Me fascina que gente a la que jamás habría saludado se crucen a mi paso y de repente seamos todos amigos, cómplices de un paréntesis extraordinario. Reímos porque el otro viste igual de ridículo y nos felicitamos por este día de suspensión de la realidad en el que no podemos comprar el periódico ni el pan ni unas latas de cerveza en la tienda de la esquina, pero da igual: hoy la calle es un parque de atracciones.
Leo en Twitter a Javier Aznar apuntando unas líneas de Jorge de Cascante: "La nieve es una limpieza de mentira porque debajo está sucio, pero no hay nada mejor que mirarla en silencio. Para mí no hay nada más bonito que la nieve". Y yo no estoy de acuerdo con lo primero, porque la que se amontona encima del capó de mi coche es 100% virgen. Tanto que podría echarle zumo de naranja por encima y absorberla con una pajita si fuera tan equipado como el resto de transeúntes. Algunos llevan zanahorias con forma de nariz y botones con pestañas que parecen sacados de un hipermercado de muñecos de nieve. Me cuadra más la segunda proposición de la cita, porque de verdad que no puedo imaginar nada más majestuoso ni más noble que este manto improvisado que viene a purificarnos con su reset.
La nieve que se ha amontonado en mi terraza y en la barandilla de mi balcón forma sinuosas barricadas que no quiero alterar ni con mi mirada, y mientras contemplo cómo crecen por segundos, advierto que la del piso de arriba barre compulsivamente las suyas balcón abajo.
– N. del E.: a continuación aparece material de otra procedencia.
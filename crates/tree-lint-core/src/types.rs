//! Core types for issues and scan results.

use crate::check::CheckError;
use crate::context::FileContext;
use miette::{Diagnostic, SourceSpan};
use serde::{Deserialize, Serialize};

/// Severity level for issues.
#[derive(Debug, Clone, Copy, PartialEq, Eq, PartialOrd, Ord, Hash, Serialize, Deserialize)]
#[serde(rename_all = "lowercase")]
pub enum Severity {
    /// Informational message, does not fail a scan.
    Info,
    /// Warning that should be addressed.
    Warning,
    /// Error that must be fixed.
    Error,
}

impl std::fmt::Display for Severity {
    fn fmt(&self, f: &mut std::fmt::Formatter<'_>) -> std::fmt::Result {
        match self {
            Self::Info => write!(f, "info"),
            Self::Warning => write!(f, "warning"),
            Self::Error => write!(f, "error"),
        }
    }
}

/// A finding reported by a check. Immutable once emitted.
#[derive(Debug, Clone, PartialEq, Eq, Serialize, Deserialize)]
pub struct Issue {
    /// Check code (e.g. "TL001").
    pub code: String,
    /// Check name (e.g. "bad-type-parameter-name").
    pub rule: String,
    /// Severity of this issue.
    pub severity: Severity,
    /// 1-indexed source line.
    pub line: usize,
    /// 1-indexed source column, when known.
    pub column: Option<usize>,
    /// Human-readable message.
    pub message: String,
}

impl Issue {
    /// Creates a new issue.
    #[must_use]
    pub fn new(
        code: impl Into<String>,
        rule: impl Into<String>,
        severity: Severity,
        line: usize,
        message: impl Into<String>,
    ) -> Self {
        Self {
            code: code.into(),
            rule: rule.into(),
            severity,
            line,
            column: None,
            message: message.into(),
        }
    }

    /// Sets the column.
    #[must_use]
    pub fn at_column(mut self, column: usize) -> Self {
        self.column = Some(column);
        self
    }
}

impl std::fmt::Display for Issue {
    fn fmt(&self, f: &mut std::fmt::Formatter<'_>) -> std::fmt::Result {
        match self.column {
            Some(column) => write!(f, "{}:{}", self.line, column)?,
            None => write!(f, "{}", self.line)?,
        }
        write!(
            f,
            ": {} [{}] {}",
            self.severity, self.code, self.message
        )
    }
}

/// Converts an [`Issue`] to a miette diagnostic for rich display.
///
/// The span is resolved through the file context when source text is
/// available; otherwise it degrades to a zero-length span at offset 0.
#[derive(Debug, thiserror::Error, Diagnostic)]
#[error("{message}")]
pub struct IssueDiagnostic {
    message: String,
    #[label("{label_message}")]
    span: SourceSpan,
    label_message: String,
}

impl IssueDiagnostic {
    /// Builds a diagnostic for an issue found in the given file.
    #[must_use]
    pub fn new(issue: &Issue, file: &FileContext<'_>) -> Self {
        let offset = file.offset_for(issue.line, issue.column.unwrap_or(1));
        Self {
            message: format!("[{}] {}", issue.code, issue.message),
            span: SourceSpan::from((offset, 0)),
            label_message: issue.rule.clone(),
        }
    }
}

/// Why a check dropped out of a scan.
#[derive(Debug, Clone, PartialEq, Eq, Serialize, Deserialize)]
pub enum FailureKind {
    /// The check's configuration is invalid; surfaced before any node of
    /// the file was dispatched to it.
    Config(CheckError),
    /// The check panicked while visiting; it was skipped for the
    /// remainder of the file.
    Panicked(String),
}

/// Per-check failure record attached to a [`ScanResult`].
#[derive(Debug, Clone, PartialEq, Eq, Serialize, Deserialize)]
pub struct CheckFailure {
    /// Name of the failed check.
    pub rule: String,
    /// What went wrong.
    pub kind: FailureKind,
}

impl std::fmt::Display for CheckFailure {
    fn fmt(&self, f: &mut std::fmt::Formatter<'_>) -> std::fmt::Result {
        match &self.kind {
            FailureKind::Config(err) => write!(f, "check `{}` not run: {err}", self.rule),
            FailureKind::Panicked(msg) => {
                write!(f, "check `{}` aborted for this file: {msg}", self.rule)
            }
        }
    }
}

/// Result of scanning one file.
#[derive(Debug, Default, Clone, Serialize, Deserialize)]
pub struct ScanResult {
    /// Issues found, sorted by line then column.
    pub issues: Vec<Issue>,
    /// Checks that failed during this scan.
    pub failures: Vec<CheckFailure>,
}

impl ScanResult {
    /// Creates an empty result.
    #[must_use]
    pub fn new() -> Self {
        Self::default()
    }

    /// Returns true if any issue has error severity.
    #[must_use]
    pub fn has_errors(&self) -> bool {
        self.has_issues_at(Severity::Error)
    }

    /// Returns true if any issue meets the severity threshold.
    #[must_use]
    pub fn has_issues_at(&self, severity: Severity) -> bool {
        self.issues.iter().any(|i| i.severity >= severity)
    }

    /// Issues filtered by severity.
    #[must_use]
    pub fn by_severity(&self, severity: Severity) -> Vec<&Issue> {
        self.issues
            .iter()
            .filter(|i| i.severity == severity)
            .collect()
    }

    /// Counts issues as (errors, warnings, infos).
    #[must_use]
    pub fn count_by_severity(&self) -> (usize, usize, usize) {
        let mut counts = (0, 0, 0);
        for issue in &self.issues {
            match issue.severity {
                Severity::Error => counts.0 += 1,
                Severity::Warning => counts.1 += 1,
                Severity::Info => counts.2 += 1,
            }
        }
        counts
    }
}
Como si pronto no fueran a llegar más copos, reniega de ellos. Se resiste a su permanencia como todos los que despotrican en redes sociales porque nos haya dado por retratarnos y por inmortalizar nuestros barrios blanquísimos. Pero yo digo que es nuestro deber como ciudadanos subir a la nube todas esas geografías heladas complementarias para así cartografiar esta nueva y efímera realidad. Somos piezas importantísimas de un puzle humano que por un día se olvida de la pandemia. Si pudiera, deslizaría ahora mismo la aguja sobre aquel disco de Bright Eyes y tendría sentido que a las 20.00 pm nos asomáramos a nuestras ventanas a aplaudir a los quitanieves. Hoy es más Navidad que nunca desde que nacimos.